Dataset entries:
=== Begin Enclosure ===

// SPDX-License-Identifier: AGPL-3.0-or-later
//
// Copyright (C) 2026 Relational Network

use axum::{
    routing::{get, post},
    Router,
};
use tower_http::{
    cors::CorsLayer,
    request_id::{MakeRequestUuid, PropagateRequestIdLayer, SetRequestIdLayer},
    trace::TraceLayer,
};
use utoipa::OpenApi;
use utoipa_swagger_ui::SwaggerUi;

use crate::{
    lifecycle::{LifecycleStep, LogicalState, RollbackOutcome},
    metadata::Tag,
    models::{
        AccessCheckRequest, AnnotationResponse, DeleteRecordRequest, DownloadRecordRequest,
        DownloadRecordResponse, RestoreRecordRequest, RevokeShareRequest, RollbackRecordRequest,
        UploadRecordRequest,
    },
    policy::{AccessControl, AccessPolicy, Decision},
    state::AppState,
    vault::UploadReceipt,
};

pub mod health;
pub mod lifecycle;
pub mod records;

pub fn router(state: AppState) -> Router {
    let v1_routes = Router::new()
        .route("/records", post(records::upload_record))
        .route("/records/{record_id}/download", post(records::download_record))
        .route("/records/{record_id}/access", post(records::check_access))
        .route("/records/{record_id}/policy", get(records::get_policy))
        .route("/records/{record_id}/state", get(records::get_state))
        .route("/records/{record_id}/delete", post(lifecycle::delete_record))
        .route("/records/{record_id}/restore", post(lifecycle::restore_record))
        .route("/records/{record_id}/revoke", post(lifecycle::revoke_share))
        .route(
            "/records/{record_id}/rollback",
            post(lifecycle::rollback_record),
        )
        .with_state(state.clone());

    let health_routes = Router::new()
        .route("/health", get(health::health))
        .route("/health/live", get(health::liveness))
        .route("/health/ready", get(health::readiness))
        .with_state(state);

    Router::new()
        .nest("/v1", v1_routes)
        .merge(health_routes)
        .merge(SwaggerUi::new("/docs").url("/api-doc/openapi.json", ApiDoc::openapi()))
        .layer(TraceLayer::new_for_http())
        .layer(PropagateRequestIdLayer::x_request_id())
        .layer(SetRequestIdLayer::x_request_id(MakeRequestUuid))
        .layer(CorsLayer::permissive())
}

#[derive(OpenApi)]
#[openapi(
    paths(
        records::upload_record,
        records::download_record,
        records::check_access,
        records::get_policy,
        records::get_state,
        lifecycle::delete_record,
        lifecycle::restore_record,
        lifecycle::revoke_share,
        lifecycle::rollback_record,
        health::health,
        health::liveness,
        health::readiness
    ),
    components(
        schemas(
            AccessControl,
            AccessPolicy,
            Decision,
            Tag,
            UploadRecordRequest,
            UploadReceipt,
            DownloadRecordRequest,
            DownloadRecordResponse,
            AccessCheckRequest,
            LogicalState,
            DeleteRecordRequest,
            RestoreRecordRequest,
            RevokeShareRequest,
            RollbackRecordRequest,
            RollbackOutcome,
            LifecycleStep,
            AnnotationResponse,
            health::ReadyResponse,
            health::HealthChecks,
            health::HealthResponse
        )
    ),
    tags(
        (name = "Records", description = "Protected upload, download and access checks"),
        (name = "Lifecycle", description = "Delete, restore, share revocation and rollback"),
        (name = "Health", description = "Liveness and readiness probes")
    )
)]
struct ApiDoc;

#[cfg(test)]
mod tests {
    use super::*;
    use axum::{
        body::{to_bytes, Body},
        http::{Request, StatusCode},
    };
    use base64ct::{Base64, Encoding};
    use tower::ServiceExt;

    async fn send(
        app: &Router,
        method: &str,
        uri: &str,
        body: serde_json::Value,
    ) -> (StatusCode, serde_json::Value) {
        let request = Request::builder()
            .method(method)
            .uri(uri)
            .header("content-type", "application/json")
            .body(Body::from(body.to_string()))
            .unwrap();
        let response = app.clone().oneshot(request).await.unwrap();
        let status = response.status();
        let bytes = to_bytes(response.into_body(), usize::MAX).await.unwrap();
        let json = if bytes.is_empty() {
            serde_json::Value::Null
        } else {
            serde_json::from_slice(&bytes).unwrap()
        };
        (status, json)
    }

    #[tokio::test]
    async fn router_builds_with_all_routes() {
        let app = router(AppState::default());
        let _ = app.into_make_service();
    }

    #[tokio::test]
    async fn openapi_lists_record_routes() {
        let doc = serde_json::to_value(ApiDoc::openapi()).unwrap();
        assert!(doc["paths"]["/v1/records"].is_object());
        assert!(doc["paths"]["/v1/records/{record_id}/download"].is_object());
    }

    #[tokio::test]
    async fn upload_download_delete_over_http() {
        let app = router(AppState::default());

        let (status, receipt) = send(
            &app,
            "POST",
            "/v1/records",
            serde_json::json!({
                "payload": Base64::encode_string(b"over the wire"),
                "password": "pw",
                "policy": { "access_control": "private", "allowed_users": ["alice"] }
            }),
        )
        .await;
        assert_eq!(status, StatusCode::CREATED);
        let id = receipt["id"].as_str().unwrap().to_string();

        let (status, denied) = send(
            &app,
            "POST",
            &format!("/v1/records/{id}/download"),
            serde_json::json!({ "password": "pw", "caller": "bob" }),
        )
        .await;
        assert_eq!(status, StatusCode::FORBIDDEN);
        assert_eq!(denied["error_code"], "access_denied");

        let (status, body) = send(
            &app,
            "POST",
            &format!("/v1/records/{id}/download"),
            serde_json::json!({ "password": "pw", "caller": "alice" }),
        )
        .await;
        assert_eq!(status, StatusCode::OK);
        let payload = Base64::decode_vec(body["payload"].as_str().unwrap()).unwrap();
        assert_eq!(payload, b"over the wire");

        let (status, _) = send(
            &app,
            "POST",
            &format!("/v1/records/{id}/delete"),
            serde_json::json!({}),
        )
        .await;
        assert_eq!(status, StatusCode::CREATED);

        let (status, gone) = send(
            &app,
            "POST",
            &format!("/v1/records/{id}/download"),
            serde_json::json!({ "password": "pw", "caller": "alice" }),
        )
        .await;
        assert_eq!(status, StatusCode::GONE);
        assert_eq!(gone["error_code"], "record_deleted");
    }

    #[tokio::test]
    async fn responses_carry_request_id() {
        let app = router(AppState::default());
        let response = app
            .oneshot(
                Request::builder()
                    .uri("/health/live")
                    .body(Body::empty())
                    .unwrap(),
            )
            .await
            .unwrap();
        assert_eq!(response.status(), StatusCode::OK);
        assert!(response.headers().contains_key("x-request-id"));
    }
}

=== End Enclosure ===

- **Task directions**
Repeat, exactly as they stand above, the lines from the line with "let (status, receipt)" to the line with "assert_eq!(status, StatusCode::GONE);", both lines included.

- **Worked solution**
        let (status, receipt) = send(
            &app,
            "POST",
            "/v1/records",
            serde_json::json!({
                "payload": Base64::encode_string(b"over the wire"),
                "password": "pw",
                "policy": { "access_control": "private", "allowed_users": ["alice"] }
            }),
        )
        .await;
        assert_eq!(status, StatusCode::CREATED);
        let id = receipt["id"].as_str().unwrap().to_string();

        let (status, denied) = send(
            &app,
            "POST",
            &format!("/v1/records/{id}/download"),
            serde_json::json!({ "password": "pw", "caller": "bob" }),
        )
        .await;
        assert_eq!(status, StatusCode::FORBIDDEN);
        assert_eq!(denied["error_code"], "access_denied");

        let (status, body) = send(
            &app,
            "POST",
            &format!("/v1/records/{id}/download"),
            serde_json::json!({ "password": "pw", "caller": "alice" }),
        )
        .await;
        assert_eq!(status, StatusCode::OK);
        let payload = Base64::decode_vec(body["payload"].as_str().unwrap()).unwrap();
        assert_eq!(payload, b"over the wire");

        let (status, _) = send(
            &app,
            "POST",
            &format!("/v1/records/{id}/delete"),
            serde_json::json!({}),
        )
        .await;
        assert_eq!(status, StatusCode::CREATED);

        let (status, gone) = send(
            &app,
            "POST",
            &format!("/v1/records/{id}/download"),
            serde_json::json!({ "password": "pw", "caller": "alice" }),
        )
        .await;
        assert_eq!(status, StatusCode::GONE);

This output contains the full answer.